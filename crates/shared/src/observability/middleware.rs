//! HTTP 中间件
//!
//! 请求追踪、指标收集与请求 ID 传递。

use std::time::Instant;

use axum::{
    extract::Request,
    http::HeaderValue,
    middleware::Next,
    response::Response,
};
use tracing::{Instrument, info_span};

use super::metrics;

pub const REQUEST_ID_HEADER: &str = "x-request-id";

/// HTTP 请求追踪和指标中间件
///
/// ```ignore
/// use axum::{Router, middleware};
/// use ticket_shared::observability::middleware::http_tracing;
///
/// let app = Router::new()
///     .route("/health", get(health))
///     .layer(middleware::from_fn(http_tracing));
/// ```
pub async fn http_tracing(request: Request, next: Next) -> Response {
    let method = request.method().to_string();
    let uri = request.uri().path().to_string();
    let request_id = request
        .extensions()
        .get::<RequestId>()
        .map(|id| id.0.clone())
        .unwrap_or_default();

    let span = info_span!(
        "http_request",
        method = %method,
        uri = %uri,
        request_id = %request_id,
        status = tracing::field::Empty,
        latency_ms = tracing::field::Empty,
    );

    let start = Instant::now();
    let response = next.run(request).instrument(span.clone()).await;
    let latency = start.elapsed();
    let status = response.status().as_u16();

    span.record("status", status);
    span.record("latency_ms", latency.as_millis() as i64);

    metrics::record_http_request(&method, &uri, status, latency.as_secs_f64());

    response
}

/// 请求 ID 中间件
///
/// 优先沿用上游的 x-request-id，没有则生成 UUID，并回写到响应头。
pub async fn request_id(mut request: Request, next: Next) -> Response {
    let request_id = request
        .headers()
        .get(REQUEST_ID_HEADER)
        .and_then(|v| v.to_str().ok())
        .map(String::from)
        .unwrap_or_else(|| uuid::Uuid::new_v4().to_string());

    request
        .extensions_mut()
        .insert(RequestId(request_id.clone()));

    let mut response = next.run(request).await;

    if let Ok(value) = HeaderValue::from_str(&request_id) {
        response.headers_mut().insert(REQUEST_ID_HEADER, value);
    }

    response
}

/// 请求 ID 包装类型
#[derive(Clone, Debug)]
pub struct RequestId(pub String);

impl RequestId {
    pub fn as_str(&self) -> &str {
        &self.0
    }
}

#[cfg(test)]
mod tests {
    use super::*;
    use axum::{Router, body::Body, middleware, routing::get};
    use tower::ServiceExt;

    fn app() -> Router {
        Router::new()
            .route("/ping", get(|| async { "pong" }))
            .layer(middleware::from_fn(http_tracing))
            .layer(middleware::from_fn(request_id))
    }

    #[tokio::test]
    async fn test_request_id_is_generated() {
        let response = app()
            .oneshot(Request::builder().uri("/ping").body(Body::empty()).unwrap())
            .await
            .unwrap();

        let id = response.headers().get(REQUEST_ID_HEADER).unwrap();
        assert!(uuid::Uuid::parse_str(id.to_str().unwrap()).is_ok());
    }

    #[tokio::test]
    async fn test_request_id_is_propagated() {
        let response = app()
            .oneshot(
                Request::builder()
                    .uri("/ping")
                    .header(REQUEST_ID_HEADER, "req-123")
                    .body(Body::empty())
                    .unwrap(),
            )
            .await
            .unwrap();

        assert_eq!(response.headers().get(REQUEST_ID_HEADER).unwrap(), "req-123");
    }
}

---

▸ Work required:
Copy the records above faithfully. Begin at their first line, end at the line containing "let start = Instant::now();", and include nothing else.

▸ Reply to the task:
filename crates/shared/src/observability/middleware.rs
//! HTTP 中间件
//!
//! 请求追踪、指标收集与请求 ID 传递。

use std::time::Instant;

use axum::{
    extract::Request,
    http::HeaderValue,
    middleware::Next,
    response::Response,
};
use tracing::{Instrument, info_span};

use super::metrics;

pub const REQUEST_ID_HEADER: &str = "x-request-id";

/// HTTP 请求追踪和指标中间件
///
/// ```ignore
/// use axum::{Router, middleware};
/// use ticket_shared::observability::middleware::http_tracing;
///
/// let app = Router::new()
///     .route("/health", get(health))
///     .layer(middleware::from_fn(http_tracing));
/// ```
pub async fn http_tracing(request: Request, next: Next) -> Response {
    let method = request.method().to_string();
    let uri = request.uri().path().to_string();
    let request_id = request
        .extensions()
        .get::<RequestId>()
        .map(|id| id.0.clone())
        .unwrap_or_default();

    let span = info_span!(
        "http_request",
        method = %method,
        uri = %uri,
        request_id = %request_id,
        status = tracing::field::Empty,
        latency_ms = tracing::field::Empty,
    );

    let start = Instant::now();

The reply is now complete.